🌻43

70 8 1
                                    

"Paman, apa masih jauh?"

"Sebentar lagi, sayang. April sudah tidak sabar bertemu Mama ya?"

"Iya. April kangen banget sama Mama. Oh ya, nanti April bakal ketemu sama Papa juga?"

"Eh?"

"Kata Mamay, Papa April juga orang Jakarta?"

"Ah, iya."

"Jadi, nanti April bisa ketemu sama Papa juga dong?"

"Ehm... iya."

"Asik! Akhirnya April punya Papa. Yeay! Nanti April mau pamer ke Senja sama Angin kalau April punya Papa. Hihi"

April berseru heboh karena saking girangnya.

"Ehm... Papa April orangnya seperti apa ya, Paman? Apa dia lebih ganteng dari Paman? Apa dia orang yang baik?"

"Tentu saja."

"Lebih baik dan lebih ganteng dari Paman?"

"Ehm... Itu benar."

"Paman, Apa kita sudah sampai?"

"Iya, sudah."

"Wah, rumahnya besar sekali. Paman, apakah Papanya April orang kaya?"

Pram terkekeh pelan seraya mengangguk.

"April tunggu di sini sebentar ya. Paman tidak akan lama."

"Oke, Paman."

Namun tanpa sepengetahuan Pram, ternyata April berjalan mengikutinya.

"Mama? Eh, apa orang itu... Papa? Wih iya bener. Papanya April memang ganteng. Mirip sama Paman. Tapi... bocah itu siapa?"

"Jillian!"

April terlonjak dan langsung bersembunyi di balik gerbang. Baru pertama kali mendengar Pram berteriak seperti itu.

"Lian, bawa Alaric masuk ke rumah! Biar aku yang bicara dengannya."
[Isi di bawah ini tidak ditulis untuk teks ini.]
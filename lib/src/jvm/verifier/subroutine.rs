use crate::jvm::VerifyErrorKind;
use fixedbitset::FixedBitSet;
use std::collections::BTreeMap;
use std::fmt::{Debug, Error as FmtError, Formatter};

/// Subroutines are identified by their entry position (the target of the `jsr`s that call them)
#[derive(Copy, Clone, PartialEq, Eq, PartialOrd, Ord, Hash, Debug)]
pub struct SubroutineId(pub usize);

/// Everything the verifier learns about one subroutine
///
/// The key piece of information is which local variables the subroutine reads or writes. When
/// returning from the subroutine with a `ret`, locals which the subroutine did _not_ touch keep
/// the type they had right before the `jsr` which called it. Without that rule, a `finally` block
/// called from both a normal exit and an exception handler would clobber the locals of each call
/// site with the merged types of all of them.
pub struct Subroutine {
    pub id: SubroutineId,

    /// Positions right after each `jsr` calling this subroutine (where `ret` returns to)
    ret_targets: Vec<usize>,

    /// Positions of the `ret` instructions which return from this subroutine
    ret_instructions: Vec<usize>,

    /// Locals read or written inside the subroutine
    accessed: FixedBitSet,
}

impl Subroutine {
    pub fn new(id: SubroutineId, max_locals: usize) -> Subroutine {
        Subroutine {
            id,
            ret_targets: vec![],
            ret_instructions: vec![],
            accessed: FixedBitSet::with_capacity(max_locals),
        }
    }

    pub fn entry(&self) -> usize {
        self.id.0
    }

    pub fn ret_targets(&self) -> &[usize] {
        &self.ret_targets
    }

    /// Record a call site, returning whether it was new
    pub fn add_ret_target(&mut self, position: usize) -> bool {
        if self.ret_targets.contains(&position) {
            false
        } else {
            self.ret_targets.push(position);
            true
        }
    }

    pub fn ret_instructions(&self) -> &[usize] {
        &self.ret_instructions
    }

    pub fn add_ret_instruction(&mut self, position: usize) {
        if !self.ret_instructions.contains(&position) {
            self.ret_instructions.push(position);
        }
    }

    /// Record that a local is read or written inside the subroutine
    pub fn access(&mut self, index: usize) {
        if index < self.accessed.len() {
            self.accessed.insert(index);
        }
    }

    pub fn is_accessed(&self, index: usize) -> bool {
        self.accessed.contains(index)
    }
}

impl Debug for Subroutine {
    fn fmt(&self, f: &mut Formatter<'_>) -> Result<(), FmtError> {
        f.debug_struct("Subroutine")
            .field("entry", &self.id.0)
            .field("ret_instructions", &self.ret_instructions)
            .field("ret_targets", &self.ret_targets)
            .field("accessed", &self.accessed.ones().collect::<Vec<_>>())
            .finish()
    }
}

/// All of the subroutines found while verifying one method
///
/// The registry is owned by a single verification session, so it never needs locking.
#[derive(Debug)]
pub struct SubroutineRegistry {
    max_locals: usize,
    subroutines: BTreeMap<SubroutineId, Subroutine>,
}

impl SubroutineRegistry {
    pub fn new(max_locals: usize) -> SubroutineRegistry {
        SubroutineRegistry {
            max_locals,
            subroutines: BTreeMap::new(),
        }
    }

    /// Get the subroutine entered at a position, registering it if it is new
    pub fn get_or_insert(&mut self, entry: usize) -> &mut Subroutine {
        let max_locals = self.max_locals;
        let id = SubroutineId(entry);
        self.subroutines
            .entry(id)
            .or_insert_with(|| Subroutine::new(id, max_locals))
    }

    pub fn get(&self, id: SubroutineId) -> Option<&Subroutine> {
        self.subroutines.get(&id)
    }

    pub fn get_mut(&mut self, id: SubroutineId) -> Option<&mut Subroutine> {
        self.subroutines.get_mut(&id)
    }

    pub fn is_empty(&self) -> bool {
        self.subroutines.is_empty()
    }

    pub fn len(&self) -> usize {
        self.subroutines.len()
    }

    pub fn iter(&self) -> impl Iterator<Item = &Subroutine> {
        self.subroutines.values()
    }

    /// Mark a local as accessed in every one of the given (active) subroutines
    pub fn access(&mut self, active: &SubroutineFrame, index: usize, width: usize) {
        for id in active.iter() {
            if let Some(subroutine) = self.subroutines.get_mut(&id) {
                for slot in index..index + width {
                    subroutine.access(slot);
                }
            }
        }
    }
}

/// Stack of subroutines active at a point in the code
///
/// Stored outermost first, so the innermost subroutine is the last element. Most code runs
/// outside of any subroutine (the empty frame), `finally` bodies run one deep, and nested
/// `finally` bodies run deeper.
#[derive(Clone, PartialEq, Eq, Hash, Default)]
pub struct SubroutineFrame(Vec<SubroutineId>);

impl SubroutineFrame {
    /// Frame outside of any subroutine
    pub fn top() -> SubroutineFrame {
        SubroutineFrame(vec![])
    }

    pub fn depth(&self) -> usize {
        self.0.len()
    }

    pub fn is_top(&self) -> bool {
        self.0.is_empty()
    }

    pub fn contains(&self, id: SubroutineId) -> bool {
        self.0.contains(&id)
    }

    pub fn innermost(&self) -> Option<SubroutineId> {
        self.0.last().copied()
    }

    /// Active subroutines, outermost first
    pub fn iter(&self) -> impl Iterator<Item = SubroutineId> + '_ {
        self.0.iter().copied()
    }

    pub fn as_slice(&self) -> &[SubroutineId] {
        &self.0
    }

    /// Enter a subroutine
    pub fn push(&mut self, id: SubroutineId) -> Result<(), VerifyErrorKind> {
        if self.contains(id) {
            return Err(VerifyErrorKind::RecursiveSubroutine);
        }
        self.0.push(id);
        Ok(())
    }

    /// Unwind up to and including the frame for `id`, returning how many frames were popped
    ///
    /// A `ret` can return from an outer subroutine while inside an inner one, in which case the
    /// inner frames are popped too.
    pub fn pop_through(&mut self, id: SubroutineId) -> Result<usize, VerifyErrorKind> {
        if self.is_top() {
            return Err(VerifyErrorKind::RetOutsideSubroutine);
        }
        match self.0.iter().rposition(|active| *active == id) {
            Some(idx) => {
                let popped = self.0.len() - idx;
                self.0.truncate(idx);
                Ok(popped)
            }
            None => Err(VerifyErrorKind::IllegalReturn),
        }
    }

    /// Merge the subroutine frame from another path into this one, returning whether this frame
    /// changed
    ///
    /// An exception handler can cover code at different subroutine depths, so the result is the
    /// shallower of the two frames. Frames of equal depth which disagree keep their common
    /// outermost part.
    pub fn merge(&mut self, other: &SubroutineFrame) -> bool {
        if other.depth() < self.depth() {
            *self = other.clone();
            true
        } else if other.depth() == self.depth() && self != other {
            let common = self
                .0
                .iter()
                .zip(other.0.iter())
                .take_while(|(a, b)| a == b)
                .count();
            self.0.truncate(common);
            true
        } else {
            false
        }
    }
}

impl Debug for SubroutineFrame {
    fn fmt(&self, f: &mut Formatter<'_>) -> Result<(), FmtError> {
        f.debug_list()
            .entries(self.0.iter().map(|id| id.0))
            .finish()
    }
}

impl<const N: usize> From<[SubroutineId; N]> for SubroutineFrame {
    fn from(ids: [SubroutineId; N]) -> Self {
        SubroutineFrame(Vec::from(ids))
    }
}
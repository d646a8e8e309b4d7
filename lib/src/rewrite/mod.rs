//! Rewrite whole class files so none of their methods use subroutines
//!
//! Every method with code is verified (see [`ClassVerifier`] for how the strategy is chosen). The
//! ones verified by type inference that contain a `jsr` then have their subroutines inlined and
//! their `Code` attribute replaced. Everything else about the class is written back unchanged.

mod errors;
mod settings;

pub use errors::*;
pub use settings::*;

use crate::jvm;
use crate::jvm::class_file::{ClassFile, STACK_MAP_TABLE};
use crate::jvm::inliner::inline_subroutines;
use crate::jvm::verifier::{describe_method, ClassVerifier, MethodVerifier, VerifiableMethod};
use std::path::Path;

/// What happened to the methods of one class
#[derive(Debug, Default)]
pub struct RewriteReport {
    /// Methods whose code was replaced
    pub rewritten: Vec<String>,

    /// Number of methods left as they were (no code, no subroutines, or type checked)
    pub unchanged: usize,

    /// Methods which failed (only when `keep_going` is set, otherwise the first failure is
    /// returned as an error)
    pub failures: Vec<Error>,
}

pub struct ClassRewriter<'v> {
    settings: Settings,
    verifier: ClassVerifier<'v>,
}

impl<'v> ClassRewriter<'v> {
    pub fn new(settings: Settings) -> ClassRewriter<'v> {
        let verifier = ClassVerifier::new()
            .allow_fallback(settings.allow_fallback)
            .keep_going(settings.keep_going);
        ClassRewriter { settings, verifier }
    }

    /// Type check classes of version 50 and up with this strategy
    pub fn with_type_checker(mut self, type_checker: &'v dyn MethodVerifier) -> Self {
        self.verifier = self.verifier.with_type_checker(type_checker);
        self
    }

    pub fn settings(&self) -> &Settings {
        &self.settings
    }

    /// Rewrite every method of a class in place
    pub fn rewrite_class(&self, class: &mut ClassFile) -> Result<RewriteReport, Error> {
        let mut report = RewriteReport::default();
        for index in 0..class.methods.len() {
            let method = describe_method(class, index);
            match self.rewrite_method(class, index, &method) {
                Ok(true) => report.rewritten.push(method),
                Ok(false) => report.unchanged += 1,
                Err(source) => {
                    log::error!("{}: {}", method, source);
                    let err = Error::Method { method, source };
                    if !self.settings.keep_going {
                        return Err(err);
                    }
                    report.failures.push(err);
                }
            }
        }
        Ok(report)
    }

    /// Read a class file, rewrite it, and save it (possibly to the same path)
    pub fn rewrite_file(
        &self,
        input: impl AsRef<Path>,
        output: impl AsRef<Path>,
    ) -> Result<RewriteReport, Error> {
        let input = input.as_ref();
        let output = output.as_ref();

        log::info!("Reading '{}'", input.display());
        let mut class = ClassFile::from_path(input)?;
        let report = self.rewrite_class(&mut class)?;

        log::info!(
            "Writing '{}' ({} rewritten, {} unchanged, {} failed)",
            output.display(),
            report.rewritten.len(),
            report.unchanged,
            report.failures.len()
        );
        class.save_to_path(output, true)?;
        Ok(report)
    }

    /// Rewrite one method, returning whether its code was replaced
    fn rewrite_method(
        &self,
        class: &mut ClassFile,
        index: usize,
        name: &str,
    ) -> Result<bool, jvm::Error> {
        let code = match class.methods[index].code(&class.constants)? {
            Some(code) => code,
            None => return Ok(false),
        };

        let verification = {
            let method = VerifiableMethod::new(class, &class.methods[index], &code)?;
            self.verifier.verify_method(class.version, &method)?
        };
        let verified = match verification.inferred() {
            Some(verified) => verified,
            None => return Ok(false),
        };
        if !verified.has_subroutines() && !self.settings.inline_all {
            return Ok(false);
        }

        let has_stack_map_table = code.attributes.iter().any(|attribute| {
            matches!(attribute.name(&class.constants), Ok(found) if found == STACK_MAP_TABLE)
        });
        if has_stack_map_table {
            if !self.settings.drop_stack_map_tables {
                log::warn!("Leaving {} unchanged since it has a StackMapTable", name);
                return Ok(false);
            }
            log::warn!("Dropping the StackMapTable of {}", name);
        }

        let rewritten = inline_subroutines(verified, &code, &class.constants)?;
        log::debug!(
            "Rewrote {} ({} bytes of code became {})",
            name,
            code.code.len(),
            rewritten.code.len()
        );
        class.methods[index].replace_code(&rewritten, &mut class.constants)?;
        Ok(true)
    }
}
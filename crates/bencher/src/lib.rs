use async_trait::async_trait;
use micro_fs_router::{RequestContext, RequestHandler, RouteDefinition, RouteTable};
use serde_json::Value;
use std::error::Error;

#[derive(Debug, Copy, Clone)]
pub struct TestCase {
    name: &'static str,
    group: TestGroup,
    uri: &'static str,
}

impl TestCase {
    pub fn new(name: &'static str, group: TestGroup, uri: &'static str) -> Self {
        Self { name, group, uri }
    }

    pub fn small(name: &'static str, uri: &'static str) -> Self {
        Self::new(name, TestGroup::Small, uri)
    }

    pub fn normal(name: &'static str, uri: &'static str) -> Self {
        Self::new(name, TestGroup::Normal, uri)
    }

    pub fn large(name: &'static str, uri: &'static str) -> Self {
        Self::new(name, TestGroup::Large, uri)
    }

    pub fn name(&self) -> &'static str {
        self.name
    }

    pub fn group(&self) -> TestGroup {
        self.group
    }

    pub fn uri(&self) -> &'static str {
        self.uri
    }
}

#[derive(Clone, Copy, Debug)]
pub enum TestGroup {
    Small,
    Normal,
    Large,
}

impl TestGroup {
    /// number of filler routes placed ahead of the fixed ones
    pub fn filler_routes(self) -> usize {
        match self {
            TestGroup::Small => 8,
            TestGroup::Normal => 64,
            TestGroup::Large => 512,
        }
    }
}

/// Does nothing, resolution is what gets measured.
#[derive(Debug, Clone, Copy)]
pub struct NoopHandler;

#[async_trait]
impl RequestHandler for NoopHandler {
    async fn invoke(&self, _req: RequestContext) -> Result<Value, Box<dyn Error + Send + Sync>> {
        Ok(Value::Null)
    }
}

/// Route templates every bench table carries, after its filler routes.
pub const FIXED_ROUTES: [&str; 6] =
    ["/index", "/about", "/users/index", "/users/[id]", "/orgs/[org]/repos/[repo]", "/orgs/[org]/repos/[repo]/issues/[number]"];

/// A table of `filler` static routes like `/section-3/page-7` followed by [`FIXED_ROUTES`].
pub fn route_table(filler: usize) -> RouteTable {
    let filler_routes = (0..filler).map(|i| format!("/section-{}/page-{}", i / 8, i % 8));
    let templates = filler_routes.chain(FIXED_ROUTES.iter().map(|template| (*template).to_owned()));

    RouteTable::from_definitions(templates.map(|template| RouteDefinition::module().get(NoopHandler).with_path(template)))
        .expect("bench routes must compile")
}
use bytes::Bytes;
use http::{Method, Request};
use micro_fs_router::{RequestContext, RouteDefinition, RouteRegistry, RouterConfig, handler_fn, router};
use serde::Serialize;
use serde_json::{Value, json};
use std::fs::{self, File};
use std::io;
use tracing::{Level, info};
use tracing_subscriber::FmtSubscriber;

#[derive(Serialize)]
struct User {
    id: String,
    name: &'static str,
}

async fn home(_req: RequestContext) -> Result<&'static str, io::Error> {
    Ok("hello world")
}

async fn list_users(_req: RequestContext) -> Result<Vec<&'static str>, io::Error> {
    Ok(vec!["ada", "grace"])
}

async fn get_user(req: RequestContext) -> Result<User, io::Error> {
    let id = req.path_params().get("id").unwrap_or_default().to_owned();
    Ok(User { id, name: "ada" })
}

async fn health(req: RequestContext) -> Result<Value, io::Error> {
    Ok(json!({ "status": "up", "method": req.method().as_str() }))
}

async fn crash(_req: RequestContext) -> Result<(), io::Error> {
    Err(io::Error::other("something went wrong"))
}

#[tokio::main]
async fn main() -> Result<(), Box<dyn std::error::Error>> {
    let subscriber = FmtSubscriber::builder().with_max_level(Level::DEBUG).finish();
    tracing::subscriber::set_global_default(subscriber).expect("setting default subscriber failed");

    let root = tempfile::tempdir()?;
    for file in ["index.ts", "health.ts", "crash.ts", "users/index.ts", "users/[id].ts"] {
        let path = root.path().join(file);
        if let Some(parent) = path.parent() {
            fs::create_dir_all(parent)?;
        }
        File::create(path)?;
    }

    let registry = RouteRegistry::new()
        .register("index", RouteDefinition::module().get(handler_fn(home)))
        .register("health", RouteDefinition::callable(handler_fn(health)))
        .register("crash", RouteDefinition::module().get(handler_fn(crash)))
        .register("users/index", RouteDefinition::module().get(handler_fn(list_users)))
        .register("users/[id]", RouteDefinition::module().get(handler_fn(get_user)));

    let dispatcher = router(&RouterConfig::new(root.path()), &registry)?;

    let requests = [
        (Method::GET, "/"),
        (Method::GET, "/users"),
        (Method::GET, "/users/42?expand=posts"),
        (Method::HEAD, "/health"),
        (Method::POST, "/users/42"),
        (Method::GET, "/crash"),
    ];
    for (method, uri) in requests {
        let request = Request::builder().method(method.clone()).uri(uri).body(Bytes::new())?;
        let response = dispatcher.dispatch(request).await;
        info!(%method, uri, status = response.status().as_u16(), body = %response.body(), "dispatched");
    }

    Ok(())
}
"Tidak. Tunggu Lian! Kita perlu bicara."

"Kau bisa bicara denganku."

Kedua kaki April ingin bergerak ketika seorang pria bertubuh tinggi menghalangi Pram.

April kembali bersembunyi. Merasa takut dengan perubahan wajah pria yang lebih tinggi dari Pram, tampak menyeramkan karena pria itu melotot dengan wajah marah.

"Mengapa kau begitu takut? Aku tidak akan merebutnya darimu jika dia memang sudah menjadi istrimu lagi."

Pria itu melotot lagi. April semakin ragu. Apa benar, pria menyeramkan itu adalah Papanya?

"Bukankah kalian sudah bercerai?"

Ha? Cerai?

"Kami masih saling mencintai. Saat aku mengajaknya untuk rujuk, Lian langsung menyetujui. Maka dari itu, bisakah kau biarkan kami hidup tenang? Sudah benar kau meninggalkan rumah ini, kenapa malah kembali?"

Eh? Meninggalkan rumah?

"Dengar, Pram. Aku dan Lian sudah memiliki putra. Jadi, meski kami berpisah pun, kami akan tetap terikat. Dan sekarang kami sudah bahagia. Jadi, bisakah kau enyah sekarang?!"

Memiliki putra? Maksudnya... bocah tadi... anaknya Mama juga? Jadi, itu alasannya kenapa Mama pergi? Mama sudah punya anak lain dan nggak butuh April lagi?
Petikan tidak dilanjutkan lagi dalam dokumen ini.